Rosamosario is made in central Milan, where the doors to its boutique and workshop are open daily to customers, "So they can breathe the air of hand-making, like in the old times," Danti says. "Silks and cottons come from Italy, bought rough and hand washed. The lace that is key to our product range is imported from Calais in France, from the main couture houses."

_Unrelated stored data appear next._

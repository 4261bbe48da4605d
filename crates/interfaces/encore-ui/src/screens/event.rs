use crate::theme::*;
use crate::utils::{cmd_button, section_label};
use eframe::egui;
use egui_taffy::bg::simple::{TuiBackground, TuiBuilderLogicWithBackground};
use egui_taffy::taffy::prelude::{auto, length, percent};
use egui_taffy::{taffy, TuiBuilderLogic};
use encore_app_core::{event_detail_vm, EncoreApplication, EventDetailVm};
use encore_core::EventId;

/// Buyer fields live here, not in the domain state: the checkout is fully
/// simulated and nothing typed into it goes anywhere.
#[derive(Default)]
pub struct EventScreen {
    pub buyer_name: String,
    pub buyer_email: String,
    pub card_selected: bool,
}

#[derive(Default)]
struct Actions {
    increment: bool,
    decrement: bool,
    open_checkout: bool,
    close_checkout: bool,
    pay: bool,
}

pub fn draw<'a>(
    tui: impl TuiBuilderLogic<'a>,
    screen: &mut EventScreen,
    app: &mut EncoreApplication,
    id: &EventId,
) {
    let Some(vm) = event_detail_vm(&app.state, id) else {
        tui.colored_label(COL_TEXT_DIM, "Evento não encontrado");
        return;
    };
    let mut act = Actions::default();

    tui.style(taffy::Style {
        flex_direction: taffy::FlexDirection::Column,
        gap: length(12.0),
        size: taffy::Size {
            width: percent(1.),
            height: auto(),
        },
        ..Default::default()
    })
    .add(|tui| {
        draw_banner(&mut *tui, &vm);

        tui.style(taffy::Style {
            flex_direction: taffy::FlexDirection::Row,
            gap: length(12.0),
            align_items: Some(taffy::AlignItems::Stretch),
            size: taffy::Size {
                width: percent(1.),
                height: auto(),
            },
            ..Default::default()
        })
        .add(|tui| {
            draw_about(&mut *tui, &vm);
            draw_tickets(&mut *tui, &vm, &mut act);
        });

        if vm.modal_open {
            draw_checkout_modal(&mut *tui, screen, &vm, &mut act);
        }
    });

    if act.decrement {
        app.decrement_tickets();
    }
    if act.increment {
        app.increment_tickets();
    }
    if act.open_checkout {
        app.open_checkout();
    }
    if act.pay {
        app.confirm_purchase();
    }
    if act.close_checkout {
        app.close_checkout();
    }
}

fn draw_banner<'a>(tui: impl TuiBuilderLogic<'a>, vm: &EventDetailVm) {
    tui.style(taffy::Style {
        flex_direction: taffy::FlexDirection::Column,
        justify_content: Some(taffy::JustifyContent::FlexEnd),
        gap: length(4.0),
        padding: length(16.0),
        size: taffy::Size {
            width: percent(1.),
            height: length(150.0),
        },
        ..Default::default()
    })
    .bg_add(
        TuiBackground::new()
            .with_background_color(COL_ACCENT_DARK.linear_multiply(0.2))
            .with_border_color(COL_BORDER)
            .with_border_width(1.0),
        |tui| {
            tui.label(
                egui::RichText::new(vm.category_label.to_uppercase())
                    .size(10.0)
                    .extra_letter_spacing(2.0)
                    .strong()
                    .color(COL_ACCENT),
            );
            tui.label(
                egui::RichText::new(&vm.event.title)
                    .size(26.0)
                    .strong()
                    .color(COL_TEXT),
            );
            tui.label(
                egui::RichText::new(format!("Apresentado por {}", vm.event.organizer))
                    .size(11.0)
                    .color(COL_TEXT_DIM),
            );
        },
    );
}

fn draw_about<'a>(tui: impl TuiBuilderLogic<'a>, vm: &EventDetailVm) {
    tui.style(taffy::Style {
        flex_direction: taffy::FlexDirection::Column,
        flex_grow: 2.0,
        flex_basis: length(0.0),
        gap: length(8.0),
        padding: length(16.0),
        ..Default::default()
    })
    .bg_add(
        TuiBackground::new()
            .with_background_color(COL_PANEL)
            .with_border_color(COL_BORDER)
            .with_border_width(1.0),
        |tui| {
            tui.style(taffy::Style {
                flex_direction: taffy::FlexDirection::Row,
                gap: length(24.0),
                ..Default::default()
            })
            .add(|tui| {
                info_cell(&mut *tui, "DATA", &vm.date_label);
                info_cell(&mut *tui, "HORÁRIO", &vm.event.time);
            });

            tui.separator();

            tui.label(
                egui::RichText::new("Sobre este evento")
                    .size(16.0)
                    .strong()
                    .color(COL_TEXT),
            );
            tui.label(
                egui::RichText::new(&vm.event.description)
                    .size(12.0)
                    .color(COL_TEXT_DIM),
            );

            tui.ui(|ui| section_label(ui, "LOCALIZAÇÃO"));
            tui.label(
                egui::RichText::new(&vm.event.location)
                    .size(13.0)
                    .color(COL_TEXT),
            );
        },
    );
}

fn info_cell<'a>(tui: impl TuiBuilderLogic<'a>, label: &str, value: &str) {
    tui.style(taffy::Style {
        flex_direction: taffy::FlexDirection::Column,
        gap: length(2.0),
        ..Default::default()
    })
    .add(|tui| {
        tui.ui(|ui| section_label(ui, label));
        tui.label(
            egui::RichText::new(value)
                .size(13.0)
                .strong()
                .color(COL_TEXT),
        );
    });
}

fn draw_tickets<'a>(tui: impl TuiBuilderLogic<'a>, vm: &EventDetailVm, act: &mut Actions) {
    tui.style(taffy::Style {
        flex_direction: taffy::FlexDirection::Column,
        flex_grow: 1.0,
        flex_basis: length(0.0),
        gap: length(8.0),
        padding: length(16.0),
        ..Default::default()
    })
    .bg_add(
        TuiBackground::new()
            .with_background_color(COL_CARD)
            .with_border_color(COL_ACCENT_DARK)
            .with_border_width(1.0),
        |tui| {
            tui.label(
                egui::RichText::new("Ingressos")
                    .size(15.0)
                    .strong()
                    .color(COL_TEXT),
            );

            tui.style(taffy::Style {
                flex_direction: taffy::FlexDirection::Row,
                justify_content: Some(taffy::JustifyContent::SpaceBetween),
                align_items: Some(taffy::AlignItems::Center),
                size: taffy::Size {
                    width: percent(1.),
                    height: auto(),
                },
                ..Default::default()
            })
            .add(|tui| {
                tui.label(
                    egui::RichText::new(&vm.batch_name)
                        .size(13.0)
                        .strong()
                        .color(COL_TEXT),
                );
                tui.label(
                    egui::RichText::new(&vm.unit_price_label)
                        .size(17.0)
                        .strong()
                        .color(COL_ACCENT),
                );
            });

            // Quantity stepper, floored at one ticket
            tui.style(taffy::Style {
                flex_direction: taffy::FlexDirection::Row,
                justify_content: Some(taffy::JustifyContent::FlexEnd),
                align_items: Some(taffy::AlignItems::Center),
                gap: length(8.0),
                size: taffy::Size {
                    width: percent(1.),
                    height: auto(),
                },
                ..Default::default()
            })
            .add(|tui| {
                if tui
                    .ui(|ui| ui.add(egui::Button::new("−").min_size(egui::vec2(28.0, 28.0))))
                    .clicked()
                {
                    act.decrement = true;
                }
                tui.label(
                    egui::RichText::new(vm.quantity.to_string())
                        .size(14.0)
                        .strong()
                        .color(COL_TEXT),
                );
                if tui
                    .ui(|ui| ui.add(egui::Button::new("+").min_size(egui::vec2(28.0, 28.0))))
                    .clicked()
                {
                    act.increment = true;
                }
            });

            tui.separator();

            tui.style(taffy::Style {
                flex_direction: taffy::FlexDirection::Row,
                justify_content: Some(taffy::JustifyContent::SpaceBetween),
                align_items: Some(taffy::AlignItems::Center),
                size: taffy::Size {
                    width: percent(1.),
                    height: auto(),
                },
                ..Default::default()
            })
            .add(|tui| {
                tui.label(egui::RichText::new("Total").size(12.0).color(COL_TEXT_DIM));
                tui.label(
                    egui::RichText::new(&vm.total_label)
                        .size(22.0)
                        .strong()
                        .color(COL_TEXT),
                );
            });
            tui.label(
                egui::RichText::new("Taxas incluídas")
                    .size(9.0)
                    .color(COL_TEXT_DIM),
            );

            if tui
                .ui(|ui| cmd_button(ui, "COMPRAR AGORA", "primary", true))
                .clicked()
            {
                act.open_checkout = true;
            }
        },
    );
}

fn draw_checkout_modal<'a>(
    tui: impl TuiBuilderLogic<'a>,
    screen: &mut EventScreen,
    vm: &EventDetailVm,
    act: &mut Actions,
) {
    tui.ui(|ui| {
        egui::Window::new("Pagamento")
            .collapsible(false)
            .resizable(false)
            .anchor(egui::Align2::CENTER_CENTER, [0.0, 0.0])
            .frame(
                egui::Frame::new()
                    .fill(COL_PANEL)
                    .stroke(egui::Stroke::new(1.0, COL_BORDER))
                    .corner_radius(egui::CornerRadius::same(8))
                    .inner_margin(egui::Margin::same(16)),
            )
            .show(ui.ctx(), |ui| {
                ui.set_width(380.0);

                if let Some(receipt) = &vm.receipt {
                    // Simulated acknowledgement; nothing was recorded.
                    ui.colored_label(COL_SUCCESS, receipt);
                    ui.add_space(8.0);
                    if cmd_button(ui, "FECHAR", "primary", true).clicked() {
                        act.close_checkout = true;
                    }
                    return;
                }

                ui.label(
                    egui::RichText::new(&vm.event.title)
                        .size(13.0)
                        .strong()
                        .color(COL_TEXT),
                );
                ui.label(
                    egui::RichText::new(format!("{}x {}", vm.quantity, vm.batch_name))
                        .size(11.0)
                        .color(COL_TEXT_DIM),
                );
                ui.colored_label(
                    COL_ACCENT,
                    egui::RichText::new(&vm.total_label).size(18.0).strong(),
                );
                ui.add_space(8.0);

                section_label(ui, "DADOS PESSOAIS");
                ui.add(
                    egui::TextEdit::singleline(&mut screen.buyer_name)
                        .hint_text("Nome Completo")
                        .desired_width(f32::INFINITY),
                );
                ui.add(
                    egui::TextEdit::singleline(&mut screen.buyer_email)
                        .hint_text("Endereço de E-mail")
                        .desired_width(f32::INFINITY),
                );
                ui.add_space(8.0);

                section_label(ui, "MÉTODO DE PAGAMENTO");
                ui.horizontal(|ui| {
                    ui.selectable_value(&mut screen.card_selected, false, "PIX");
                    ui.selectable_value(&mut screen.card_selected, true, "Cartão");
                });
                ui.add_space(12.0);

                ui.horizontal(|ui| {
                    if cmd_button(ui, &format!("PAGAR {}", vm.total_label), "success", true)
                        .clicked()
                    {
                        act.pay = true;
                    }
                    if cmd_button(ui, "CANCELAR", "ghost", true).clicked() {
                        act.close_checkout = true;
                    }
                });
            });
    });
}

Danti says she likes sensual women, and created Rosamosario for them. Years after Madonna famously brought underwear out, Rosamosario has honed the conical bra concept to a sophisticated sheen. When asked how it came about that her six-year-old brand has enraptured women around the world, she replies: "Being at the right place, Saks Fifth Avenue in New York where we kicked off back in 2005. Having the right product: elegant lingerie and 'lightwear', with just the right girls."

And what girls they are. Their official website can satiate any idoliser of models, with pixel after pixel of near-nude supermodels shot by photographers such as Bruce Weber, Juergen Teller, Paolo Roversi and Mario Testino.

"I remember the day of the shoot with Bruce Weber. He shot just before the sun rose, and then again when the sun went down," says Danti. "His best works are influenced by his great sensibility for natural light. He has this incredible connection with nature, so he shows nudity in a gentle, natural way. I think his pictures can be considered a page of history, and the portraits he made with Kate [Moss] and other supermodels, are an important page of my life."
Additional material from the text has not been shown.